--- Task statement ---
Each line of the listing below that includes "Copy" should be reported.
════════
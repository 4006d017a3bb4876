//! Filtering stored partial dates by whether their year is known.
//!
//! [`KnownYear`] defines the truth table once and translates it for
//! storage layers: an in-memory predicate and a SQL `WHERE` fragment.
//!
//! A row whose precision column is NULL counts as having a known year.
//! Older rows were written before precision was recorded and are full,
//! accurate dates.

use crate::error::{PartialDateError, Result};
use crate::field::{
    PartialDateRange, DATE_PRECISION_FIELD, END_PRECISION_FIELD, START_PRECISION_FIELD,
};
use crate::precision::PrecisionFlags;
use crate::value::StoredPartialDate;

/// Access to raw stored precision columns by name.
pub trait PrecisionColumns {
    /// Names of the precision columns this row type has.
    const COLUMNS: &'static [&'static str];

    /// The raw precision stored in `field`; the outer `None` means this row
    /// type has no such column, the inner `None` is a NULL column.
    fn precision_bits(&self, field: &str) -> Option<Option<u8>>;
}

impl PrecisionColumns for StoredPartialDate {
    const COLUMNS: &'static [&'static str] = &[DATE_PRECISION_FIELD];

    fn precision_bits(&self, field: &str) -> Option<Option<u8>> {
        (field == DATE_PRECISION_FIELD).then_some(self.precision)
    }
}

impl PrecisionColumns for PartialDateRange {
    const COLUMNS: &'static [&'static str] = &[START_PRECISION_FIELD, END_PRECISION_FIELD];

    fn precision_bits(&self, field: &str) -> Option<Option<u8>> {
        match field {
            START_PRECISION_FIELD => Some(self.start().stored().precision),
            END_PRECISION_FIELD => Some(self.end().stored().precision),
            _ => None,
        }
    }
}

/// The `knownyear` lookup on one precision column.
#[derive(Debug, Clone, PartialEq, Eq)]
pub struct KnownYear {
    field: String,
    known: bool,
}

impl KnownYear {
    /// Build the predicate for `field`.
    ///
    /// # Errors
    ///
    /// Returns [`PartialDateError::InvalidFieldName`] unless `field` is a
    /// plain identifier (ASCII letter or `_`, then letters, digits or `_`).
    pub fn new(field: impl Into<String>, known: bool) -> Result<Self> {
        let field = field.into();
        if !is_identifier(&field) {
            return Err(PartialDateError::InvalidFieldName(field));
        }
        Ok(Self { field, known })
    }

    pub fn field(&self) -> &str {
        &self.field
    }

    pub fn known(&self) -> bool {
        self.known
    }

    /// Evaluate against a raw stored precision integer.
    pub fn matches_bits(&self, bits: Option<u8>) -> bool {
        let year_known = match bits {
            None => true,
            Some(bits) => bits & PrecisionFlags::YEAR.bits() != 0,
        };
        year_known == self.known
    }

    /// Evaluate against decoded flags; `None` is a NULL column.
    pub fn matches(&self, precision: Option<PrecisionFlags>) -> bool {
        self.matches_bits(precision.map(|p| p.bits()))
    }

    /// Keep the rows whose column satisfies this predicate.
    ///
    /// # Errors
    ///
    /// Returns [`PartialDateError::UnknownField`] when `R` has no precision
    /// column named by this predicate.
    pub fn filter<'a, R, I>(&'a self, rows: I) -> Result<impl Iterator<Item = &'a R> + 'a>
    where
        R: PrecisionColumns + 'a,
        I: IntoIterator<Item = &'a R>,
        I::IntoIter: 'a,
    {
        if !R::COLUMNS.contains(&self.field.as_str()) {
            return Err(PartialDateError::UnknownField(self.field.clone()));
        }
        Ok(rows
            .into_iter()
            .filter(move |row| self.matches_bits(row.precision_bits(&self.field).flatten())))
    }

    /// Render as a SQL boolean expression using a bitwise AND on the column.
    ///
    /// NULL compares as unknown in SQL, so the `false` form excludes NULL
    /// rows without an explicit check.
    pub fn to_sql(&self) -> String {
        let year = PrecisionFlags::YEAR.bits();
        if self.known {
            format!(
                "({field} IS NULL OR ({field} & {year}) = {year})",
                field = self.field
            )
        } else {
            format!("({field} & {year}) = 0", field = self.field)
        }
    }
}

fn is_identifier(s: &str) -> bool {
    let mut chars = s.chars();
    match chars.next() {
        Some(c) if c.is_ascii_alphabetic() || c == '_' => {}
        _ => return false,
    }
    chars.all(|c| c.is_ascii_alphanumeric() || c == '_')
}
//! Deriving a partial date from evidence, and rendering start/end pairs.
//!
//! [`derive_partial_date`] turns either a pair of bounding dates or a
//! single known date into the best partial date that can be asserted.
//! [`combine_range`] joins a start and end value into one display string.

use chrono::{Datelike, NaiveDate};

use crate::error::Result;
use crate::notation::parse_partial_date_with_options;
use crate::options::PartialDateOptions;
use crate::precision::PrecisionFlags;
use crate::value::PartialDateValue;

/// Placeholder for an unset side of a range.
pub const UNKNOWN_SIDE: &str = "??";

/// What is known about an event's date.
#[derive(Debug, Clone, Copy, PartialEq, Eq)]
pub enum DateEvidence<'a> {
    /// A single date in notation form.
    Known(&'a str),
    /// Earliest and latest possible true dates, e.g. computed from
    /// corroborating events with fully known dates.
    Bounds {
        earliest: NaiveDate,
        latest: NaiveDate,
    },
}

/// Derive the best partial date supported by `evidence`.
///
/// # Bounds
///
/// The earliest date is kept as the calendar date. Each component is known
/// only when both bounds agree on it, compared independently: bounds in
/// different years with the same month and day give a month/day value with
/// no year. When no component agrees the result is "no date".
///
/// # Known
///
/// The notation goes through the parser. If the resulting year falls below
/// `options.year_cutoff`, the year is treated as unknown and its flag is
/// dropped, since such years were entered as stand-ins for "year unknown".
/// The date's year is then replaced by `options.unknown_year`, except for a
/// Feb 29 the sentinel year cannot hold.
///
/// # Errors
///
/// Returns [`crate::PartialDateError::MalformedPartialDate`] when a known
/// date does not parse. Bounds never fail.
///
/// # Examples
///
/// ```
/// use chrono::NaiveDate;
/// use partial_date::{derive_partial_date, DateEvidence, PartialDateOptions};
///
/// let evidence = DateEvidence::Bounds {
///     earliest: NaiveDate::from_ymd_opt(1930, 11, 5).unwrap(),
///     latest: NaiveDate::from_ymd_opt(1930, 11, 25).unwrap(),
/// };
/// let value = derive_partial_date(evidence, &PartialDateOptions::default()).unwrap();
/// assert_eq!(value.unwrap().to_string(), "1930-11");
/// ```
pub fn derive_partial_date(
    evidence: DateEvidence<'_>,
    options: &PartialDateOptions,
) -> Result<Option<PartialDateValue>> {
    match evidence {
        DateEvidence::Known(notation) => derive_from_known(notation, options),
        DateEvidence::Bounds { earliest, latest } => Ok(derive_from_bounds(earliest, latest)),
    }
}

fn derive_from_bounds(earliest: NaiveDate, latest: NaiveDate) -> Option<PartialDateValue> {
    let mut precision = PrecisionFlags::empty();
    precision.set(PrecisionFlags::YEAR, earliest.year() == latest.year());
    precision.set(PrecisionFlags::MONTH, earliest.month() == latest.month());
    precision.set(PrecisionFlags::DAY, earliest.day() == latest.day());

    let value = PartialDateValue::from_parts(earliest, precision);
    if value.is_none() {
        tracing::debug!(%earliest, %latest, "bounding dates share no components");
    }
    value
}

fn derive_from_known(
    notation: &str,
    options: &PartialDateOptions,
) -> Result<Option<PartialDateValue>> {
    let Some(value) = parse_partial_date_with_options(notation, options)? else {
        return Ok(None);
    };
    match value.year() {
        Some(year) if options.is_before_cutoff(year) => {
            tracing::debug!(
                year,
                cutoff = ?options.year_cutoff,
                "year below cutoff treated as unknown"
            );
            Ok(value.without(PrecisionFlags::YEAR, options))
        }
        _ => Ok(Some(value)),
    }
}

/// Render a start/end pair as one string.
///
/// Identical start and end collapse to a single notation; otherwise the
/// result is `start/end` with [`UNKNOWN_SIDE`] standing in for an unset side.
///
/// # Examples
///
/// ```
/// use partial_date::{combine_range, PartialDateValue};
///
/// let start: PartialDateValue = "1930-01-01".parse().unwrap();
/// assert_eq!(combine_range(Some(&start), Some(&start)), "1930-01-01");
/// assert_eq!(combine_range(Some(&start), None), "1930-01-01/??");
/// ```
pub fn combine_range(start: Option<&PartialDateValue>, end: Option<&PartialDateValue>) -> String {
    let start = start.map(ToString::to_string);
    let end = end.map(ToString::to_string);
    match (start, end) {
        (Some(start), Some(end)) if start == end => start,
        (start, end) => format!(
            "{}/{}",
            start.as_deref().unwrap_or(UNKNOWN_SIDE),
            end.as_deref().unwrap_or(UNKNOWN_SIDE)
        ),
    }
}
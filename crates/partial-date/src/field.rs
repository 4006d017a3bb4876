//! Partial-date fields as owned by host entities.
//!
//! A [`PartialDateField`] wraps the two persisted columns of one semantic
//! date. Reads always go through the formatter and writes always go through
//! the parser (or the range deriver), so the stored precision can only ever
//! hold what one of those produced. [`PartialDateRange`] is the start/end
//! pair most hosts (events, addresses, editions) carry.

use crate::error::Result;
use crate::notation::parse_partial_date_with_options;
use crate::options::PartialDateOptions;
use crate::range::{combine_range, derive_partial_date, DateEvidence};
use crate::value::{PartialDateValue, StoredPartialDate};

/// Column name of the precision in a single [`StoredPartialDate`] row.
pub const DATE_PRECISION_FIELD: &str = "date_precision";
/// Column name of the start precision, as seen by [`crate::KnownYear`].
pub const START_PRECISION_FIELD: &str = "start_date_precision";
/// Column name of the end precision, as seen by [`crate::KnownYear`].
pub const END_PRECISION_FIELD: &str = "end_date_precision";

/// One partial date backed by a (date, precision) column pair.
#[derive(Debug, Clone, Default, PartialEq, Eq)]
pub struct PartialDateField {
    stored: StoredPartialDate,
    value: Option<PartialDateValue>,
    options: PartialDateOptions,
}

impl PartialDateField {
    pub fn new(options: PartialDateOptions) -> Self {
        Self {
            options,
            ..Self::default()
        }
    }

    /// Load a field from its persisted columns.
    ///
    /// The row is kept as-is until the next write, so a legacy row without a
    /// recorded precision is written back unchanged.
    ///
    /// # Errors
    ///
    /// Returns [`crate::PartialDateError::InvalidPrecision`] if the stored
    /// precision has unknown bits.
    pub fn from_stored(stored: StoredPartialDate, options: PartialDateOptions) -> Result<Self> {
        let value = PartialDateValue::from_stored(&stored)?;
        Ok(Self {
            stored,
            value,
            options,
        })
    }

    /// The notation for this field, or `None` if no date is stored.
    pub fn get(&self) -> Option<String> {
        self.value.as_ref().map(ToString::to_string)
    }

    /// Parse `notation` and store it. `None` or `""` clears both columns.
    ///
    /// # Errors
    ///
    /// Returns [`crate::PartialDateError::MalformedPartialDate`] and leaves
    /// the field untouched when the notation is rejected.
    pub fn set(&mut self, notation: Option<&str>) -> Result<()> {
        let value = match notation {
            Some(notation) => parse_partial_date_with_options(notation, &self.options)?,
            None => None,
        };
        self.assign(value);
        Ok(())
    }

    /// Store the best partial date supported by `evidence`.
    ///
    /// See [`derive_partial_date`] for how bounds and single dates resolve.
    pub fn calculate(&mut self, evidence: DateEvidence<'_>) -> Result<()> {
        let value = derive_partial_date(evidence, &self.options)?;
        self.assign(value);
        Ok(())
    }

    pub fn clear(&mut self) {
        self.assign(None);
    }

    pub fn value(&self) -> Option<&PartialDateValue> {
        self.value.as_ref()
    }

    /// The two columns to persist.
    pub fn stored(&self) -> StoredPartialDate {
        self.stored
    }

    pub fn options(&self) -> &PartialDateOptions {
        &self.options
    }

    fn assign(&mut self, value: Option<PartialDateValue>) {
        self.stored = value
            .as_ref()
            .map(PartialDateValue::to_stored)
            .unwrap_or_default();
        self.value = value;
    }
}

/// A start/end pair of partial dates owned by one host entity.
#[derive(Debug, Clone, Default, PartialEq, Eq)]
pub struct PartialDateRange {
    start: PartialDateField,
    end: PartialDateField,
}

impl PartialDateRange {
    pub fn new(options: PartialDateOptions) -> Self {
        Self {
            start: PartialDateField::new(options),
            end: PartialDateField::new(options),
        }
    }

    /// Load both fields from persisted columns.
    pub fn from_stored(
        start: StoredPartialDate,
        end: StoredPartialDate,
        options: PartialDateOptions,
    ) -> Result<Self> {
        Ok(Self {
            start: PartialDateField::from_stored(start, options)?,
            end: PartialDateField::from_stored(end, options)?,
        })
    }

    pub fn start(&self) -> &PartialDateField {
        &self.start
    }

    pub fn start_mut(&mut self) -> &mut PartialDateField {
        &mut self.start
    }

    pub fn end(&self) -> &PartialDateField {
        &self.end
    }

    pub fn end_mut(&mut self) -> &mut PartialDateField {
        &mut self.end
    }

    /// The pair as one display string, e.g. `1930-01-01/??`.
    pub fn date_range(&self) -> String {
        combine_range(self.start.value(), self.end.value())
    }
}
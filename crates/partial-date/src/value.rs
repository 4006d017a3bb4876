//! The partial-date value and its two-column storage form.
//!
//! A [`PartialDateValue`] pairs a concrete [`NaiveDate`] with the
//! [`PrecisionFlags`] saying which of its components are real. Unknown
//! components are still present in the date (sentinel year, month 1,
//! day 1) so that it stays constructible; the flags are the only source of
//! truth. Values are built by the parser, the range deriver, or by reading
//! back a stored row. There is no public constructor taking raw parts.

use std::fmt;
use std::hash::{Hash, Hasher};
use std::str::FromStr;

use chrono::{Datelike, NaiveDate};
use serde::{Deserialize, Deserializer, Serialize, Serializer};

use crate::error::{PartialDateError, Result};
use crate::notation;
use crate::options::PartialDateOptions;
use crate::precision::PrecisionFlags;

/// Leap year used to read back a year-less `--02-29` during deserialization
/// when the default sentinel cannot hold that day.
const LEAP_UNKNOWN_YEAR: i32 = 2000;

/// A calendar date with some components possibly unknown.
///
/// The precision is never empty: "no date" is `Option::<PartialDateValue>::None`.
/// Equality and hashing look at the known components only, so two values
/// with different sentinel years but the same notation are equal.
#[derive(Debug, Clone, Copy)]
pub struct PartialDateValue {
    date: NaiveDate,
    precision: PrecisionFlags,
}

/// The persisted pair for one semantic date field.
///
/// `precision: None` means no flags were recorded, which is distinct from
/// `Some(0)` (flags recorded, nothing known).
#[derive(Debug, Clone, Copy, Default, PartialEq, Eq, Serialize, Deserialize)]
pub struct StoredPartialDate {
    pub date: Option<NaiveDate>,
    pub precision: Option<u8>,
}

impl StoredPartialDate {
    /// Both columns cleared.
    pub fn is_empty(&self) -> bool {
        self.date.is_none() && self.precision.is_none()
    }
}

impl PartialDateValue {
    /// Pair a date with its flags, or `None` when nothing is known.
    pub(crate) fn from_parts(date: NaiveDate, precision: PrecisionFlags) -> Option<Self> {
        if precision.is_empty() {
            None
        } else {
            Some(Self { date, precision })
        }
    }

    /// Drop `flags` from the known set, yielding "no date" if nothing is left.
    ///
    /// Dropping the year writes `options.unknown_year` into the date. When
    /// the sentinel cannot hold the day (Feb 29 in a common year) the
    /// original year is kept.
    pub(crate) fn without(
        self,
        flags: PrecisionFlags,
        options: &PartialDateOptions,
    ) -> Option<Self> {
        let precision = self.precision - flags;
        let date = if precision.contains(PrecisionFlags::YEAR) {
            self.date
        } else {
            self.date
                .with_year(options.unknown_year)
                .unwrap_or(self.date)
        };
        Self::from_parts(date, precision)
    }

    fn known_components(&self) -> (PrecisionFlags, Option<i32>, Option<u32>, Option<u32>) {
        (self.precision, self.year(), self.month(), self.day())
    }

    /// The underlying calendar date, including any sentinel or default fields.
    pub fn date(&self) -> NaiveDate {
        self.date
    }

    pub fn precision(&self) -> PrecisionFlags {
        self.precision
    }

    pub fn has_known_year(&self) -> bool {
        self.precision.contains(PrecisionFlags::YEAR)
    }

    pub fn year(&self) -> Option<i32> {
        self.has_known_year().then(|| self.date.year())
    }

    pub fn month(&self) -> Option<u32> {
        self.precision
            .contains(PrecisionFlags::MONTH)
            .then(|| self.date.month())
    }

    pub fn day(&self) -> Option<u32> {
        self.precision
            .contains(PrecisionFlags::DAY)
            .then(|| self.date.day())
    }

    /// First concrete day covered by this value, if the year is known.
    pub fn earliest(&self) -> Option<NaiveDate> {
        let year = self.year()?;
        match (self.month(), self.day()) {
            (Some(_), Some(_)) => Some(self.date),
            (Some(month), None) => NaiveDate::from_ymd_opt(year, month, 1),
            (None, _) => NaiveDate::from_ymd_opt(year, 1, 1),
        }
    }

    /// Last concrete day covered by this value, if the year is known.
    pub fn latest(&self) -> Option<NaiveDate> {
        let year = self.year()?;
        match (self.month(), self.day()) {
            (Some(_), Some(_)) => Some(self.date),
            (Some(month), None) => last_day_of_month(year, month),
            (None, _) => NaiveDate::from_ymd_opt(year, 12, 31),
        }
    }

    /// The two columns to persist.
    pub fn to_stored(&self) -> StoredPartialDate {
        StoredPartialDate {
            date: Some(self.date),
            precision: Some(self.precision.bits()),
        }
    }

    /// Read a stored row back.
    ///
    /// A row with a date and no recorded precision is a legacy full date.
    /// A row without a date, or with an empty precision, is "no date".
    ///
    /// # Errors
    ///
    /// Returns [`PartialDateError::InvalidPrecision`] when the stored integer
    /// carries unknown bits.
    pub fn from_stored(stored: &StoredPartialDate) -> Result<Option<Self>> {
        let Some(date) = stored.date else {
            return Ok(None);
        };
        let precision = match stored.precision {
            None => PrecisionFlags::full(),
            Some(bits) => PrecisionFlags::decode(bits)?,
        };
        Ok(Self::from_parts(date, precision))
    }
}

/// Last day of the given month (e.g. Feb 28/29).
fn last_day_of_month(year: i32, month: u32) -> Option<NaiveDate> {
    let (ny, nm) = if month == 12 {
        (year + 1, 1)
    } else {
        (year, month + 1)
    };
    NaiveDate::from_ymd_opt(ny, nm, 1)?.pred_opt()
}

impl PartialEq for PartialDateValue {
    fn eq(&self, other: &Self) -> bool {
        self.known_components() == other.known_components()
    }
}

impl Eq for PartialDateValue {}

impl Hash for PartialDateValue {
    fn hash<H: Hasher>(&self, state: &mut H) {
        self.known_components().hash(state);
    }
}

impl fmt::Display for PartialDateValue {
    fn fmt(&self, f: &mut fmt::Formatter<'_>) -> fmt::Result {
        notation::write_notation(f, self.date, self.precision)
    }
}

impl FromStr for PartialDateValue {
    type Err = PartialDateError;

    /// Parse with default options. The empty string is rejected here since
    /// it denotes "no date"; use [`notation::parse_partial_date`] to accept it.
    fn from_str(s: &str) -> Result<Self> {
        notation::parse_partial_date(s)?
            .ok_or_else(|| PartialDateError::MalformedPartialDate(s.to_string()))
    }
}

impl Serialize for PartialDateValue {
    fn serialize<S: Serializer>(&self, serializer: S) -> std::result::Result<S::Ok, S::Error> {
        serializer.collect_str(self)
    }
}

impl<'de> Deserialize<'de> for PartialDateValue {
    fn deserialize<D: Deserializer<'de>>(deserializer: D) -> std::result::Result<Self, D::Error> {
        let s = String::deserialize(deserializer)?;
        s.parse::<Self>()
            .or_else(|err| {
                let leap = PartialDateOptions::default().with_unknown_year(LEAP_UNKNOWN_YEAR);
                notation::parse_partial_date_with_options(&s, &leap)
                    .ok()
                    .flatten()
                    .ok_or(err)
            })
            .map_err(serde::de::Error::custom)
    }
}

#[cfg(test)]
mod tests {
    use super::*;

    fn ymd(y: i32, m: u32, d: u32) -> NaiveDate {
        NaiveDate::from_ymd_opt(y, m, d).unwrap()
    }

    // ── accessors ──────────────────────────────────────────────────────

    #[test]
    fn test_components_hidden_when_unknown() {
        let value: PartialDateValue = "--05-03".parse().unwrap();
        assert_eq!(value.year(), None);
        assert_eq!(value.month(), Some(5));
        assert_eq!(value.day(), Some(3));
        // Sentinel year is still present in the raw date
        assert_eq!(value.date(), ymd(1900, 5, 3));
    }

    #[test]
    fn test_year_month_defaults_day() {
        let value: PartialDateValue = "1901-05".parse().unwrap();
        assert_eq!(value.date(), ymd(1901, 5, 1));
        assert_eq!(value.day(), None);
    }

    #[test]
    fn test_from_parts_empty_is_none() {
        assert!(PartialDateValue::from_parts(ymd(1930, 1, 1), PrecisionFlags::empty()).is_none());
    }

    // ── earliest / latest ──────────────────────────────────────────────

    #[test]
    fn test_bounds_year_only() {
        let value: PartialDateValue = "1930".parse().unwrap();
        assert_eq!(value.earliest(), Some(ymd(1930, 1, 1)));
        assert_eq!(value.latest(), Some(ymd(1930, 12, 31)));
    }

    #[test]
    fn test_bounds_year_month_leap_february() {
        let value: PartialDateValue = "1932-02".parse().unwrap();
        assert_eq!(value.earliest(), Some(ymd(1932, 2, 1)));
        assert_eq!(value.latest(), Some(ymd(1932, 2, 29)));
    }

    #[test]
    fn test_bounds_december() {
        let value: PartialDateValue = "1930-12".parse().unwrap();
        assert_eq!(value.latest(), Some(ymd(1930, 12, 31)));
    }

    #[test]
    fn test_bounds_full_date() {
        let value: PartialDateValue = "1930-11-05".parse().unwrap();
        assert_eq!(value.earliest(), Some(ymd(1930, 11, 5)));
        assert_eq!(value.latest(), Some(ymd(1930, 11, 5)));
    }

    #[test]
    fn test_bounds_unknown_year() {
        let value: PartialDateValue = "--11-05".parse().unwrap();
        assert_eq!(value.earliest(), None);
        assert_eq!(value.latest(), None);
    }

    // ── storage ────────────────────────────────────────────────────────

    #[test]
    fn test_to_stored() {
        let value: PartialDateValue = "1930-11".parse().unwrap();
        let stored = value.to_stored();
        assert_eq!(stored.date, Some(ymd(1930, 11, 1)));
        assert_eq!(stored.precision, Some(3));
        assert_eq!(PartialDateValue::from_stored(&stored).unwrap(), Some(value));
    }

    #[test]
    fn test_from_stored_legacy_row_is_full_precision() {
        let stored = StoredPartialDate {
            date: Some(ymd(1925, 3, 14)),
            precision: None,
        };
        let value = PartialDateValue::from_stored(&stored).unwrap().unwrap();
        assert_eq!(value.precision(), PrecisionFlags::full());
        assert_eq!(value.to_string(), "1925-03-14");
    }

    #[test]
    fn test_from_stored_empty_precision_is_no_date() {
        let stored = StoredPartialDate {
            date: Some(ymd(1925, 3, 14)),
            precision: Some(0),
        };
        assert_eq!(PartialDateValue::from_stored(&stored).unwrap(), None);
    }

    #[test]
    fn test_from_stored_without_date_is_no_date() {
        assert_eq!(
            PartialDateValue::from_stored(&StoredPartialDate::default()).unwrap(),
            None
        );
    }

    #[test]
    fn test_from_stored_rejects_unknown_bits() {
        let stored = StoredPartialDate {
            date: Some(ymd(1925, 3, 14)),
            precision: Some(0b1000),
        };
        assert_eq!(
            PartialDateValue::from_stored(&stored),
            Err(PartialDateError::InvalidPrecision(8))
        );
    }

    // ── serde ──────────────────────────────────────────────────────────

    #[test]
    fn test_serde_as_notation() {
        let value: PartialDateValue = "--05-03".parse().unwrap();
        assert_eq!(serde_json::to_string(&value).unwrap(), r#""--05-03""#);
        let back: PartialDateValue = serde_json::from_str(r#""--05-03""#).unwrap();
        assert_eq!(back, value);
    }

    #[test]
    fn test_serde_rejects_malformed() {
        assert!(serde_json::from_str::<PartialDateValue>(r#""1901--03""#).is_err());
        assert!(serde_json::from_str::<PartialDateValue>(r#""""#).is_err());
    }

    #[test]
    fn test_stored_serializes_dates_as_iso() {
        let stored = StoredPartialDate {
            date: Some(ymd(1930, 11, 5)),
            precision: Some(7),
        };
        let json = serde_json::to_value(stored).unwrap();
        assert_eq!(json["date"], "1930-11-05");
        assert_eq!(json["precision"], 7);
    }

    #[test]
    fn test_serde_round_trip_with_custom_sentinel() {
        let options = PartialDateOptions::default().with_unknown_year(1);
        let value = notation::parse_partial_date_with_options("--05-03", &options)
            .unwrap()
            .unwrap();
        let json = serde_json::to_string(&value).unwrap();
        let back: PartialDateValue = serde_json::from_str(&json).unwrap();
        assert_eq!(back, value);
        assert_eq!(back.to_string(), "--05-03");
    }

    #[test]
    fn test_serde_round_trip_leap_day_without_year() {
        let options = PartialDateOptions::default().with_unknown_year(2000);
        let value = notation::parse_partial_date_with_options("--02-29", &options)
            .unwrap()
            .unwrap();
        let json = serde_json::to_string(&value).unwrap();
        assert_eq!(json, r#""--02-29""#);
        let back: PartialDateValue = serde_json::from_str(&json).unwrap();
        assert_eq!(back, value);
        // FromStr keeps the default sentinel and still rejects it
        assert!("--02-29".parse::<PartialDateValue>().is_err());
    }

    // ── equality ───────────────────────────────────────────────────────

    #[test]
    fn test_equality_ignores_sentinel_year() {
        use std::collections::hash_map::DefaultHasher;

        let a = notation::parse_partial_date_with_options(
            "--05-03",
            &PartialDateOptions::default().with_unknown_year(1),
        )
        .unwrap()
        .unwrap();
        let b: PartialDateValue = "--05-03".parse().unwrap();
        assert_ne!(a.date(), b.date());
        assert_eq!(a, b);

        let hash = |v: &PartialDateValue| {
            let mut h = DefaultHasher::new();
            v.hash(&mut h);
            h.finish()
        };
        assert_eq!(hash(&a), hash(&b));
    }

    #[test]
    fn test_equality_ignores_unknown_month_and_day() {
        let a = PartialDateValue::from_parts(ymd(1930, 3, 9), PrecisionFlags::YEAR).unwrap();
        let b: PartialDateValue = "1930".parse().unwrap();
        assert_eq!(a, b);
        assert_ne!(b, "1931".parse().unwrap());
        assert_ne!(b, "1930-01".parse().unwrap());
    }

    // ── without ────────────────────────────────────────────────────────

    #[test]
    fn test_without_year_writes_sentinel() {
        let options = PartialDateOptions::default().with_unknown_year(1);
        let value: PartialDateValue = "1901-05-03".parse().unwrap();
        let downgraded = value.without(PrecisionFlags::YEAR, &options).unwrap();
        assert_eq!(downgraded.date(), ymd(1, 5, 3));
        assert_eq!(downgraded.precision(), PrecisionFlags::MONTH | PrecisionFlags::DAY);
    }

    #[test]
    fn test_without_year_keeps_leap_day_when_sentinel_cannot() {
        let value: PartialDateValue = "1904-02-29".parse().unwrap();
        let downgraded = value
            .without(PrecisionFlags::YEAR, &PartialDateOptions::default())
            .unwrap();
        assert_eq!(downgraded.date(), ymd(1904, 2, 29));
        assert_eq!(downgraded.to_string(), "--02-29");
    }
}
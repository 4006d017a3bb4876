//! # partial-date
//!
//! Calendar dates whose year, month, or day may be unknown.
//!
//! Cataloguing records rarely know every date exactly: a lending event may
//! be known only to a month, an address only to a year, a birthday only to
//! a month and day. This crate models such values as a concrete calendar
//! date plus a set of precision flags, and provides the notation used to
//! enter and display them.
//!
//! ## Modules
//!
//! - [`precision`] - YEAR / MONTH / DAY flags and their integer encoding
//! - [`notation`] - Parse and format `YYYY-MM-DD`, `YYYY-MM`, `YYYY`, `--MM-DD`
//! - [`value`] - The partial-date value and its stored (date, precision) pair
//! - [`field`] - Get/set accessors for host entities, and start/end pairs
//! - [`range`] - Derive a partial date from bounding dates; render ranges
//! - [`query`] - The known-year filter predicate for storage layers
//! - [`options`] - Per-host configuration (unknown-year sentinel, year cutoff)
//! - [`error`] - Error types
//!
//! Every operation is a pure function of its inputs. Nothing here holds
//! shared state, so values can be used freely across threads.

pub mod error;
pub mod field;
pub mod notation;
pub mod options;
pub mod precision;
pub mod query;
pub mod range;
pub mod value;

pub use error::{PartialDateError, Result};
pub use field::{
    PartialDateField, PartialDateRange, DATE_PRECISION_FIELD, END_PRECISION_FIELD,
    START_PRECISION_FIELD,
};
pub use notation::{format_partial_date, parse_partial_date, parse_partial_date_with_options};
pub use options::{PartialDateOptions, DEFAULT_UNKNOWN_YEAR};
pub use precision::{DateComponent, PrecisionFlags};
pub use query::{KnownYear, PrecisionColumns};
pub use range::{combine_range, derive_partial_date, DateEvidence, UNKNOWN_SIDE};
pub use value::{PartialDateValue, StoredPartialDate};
════════
--- Written response ---
#[derive(Debug, Clone, Copy, PartialEq, Eq)]
#[derive(Debug, Clone, Copy)]
#[derive(Debug, Clone, Copy, Default, PartialEq, Eq, Serialize, Deserialize)]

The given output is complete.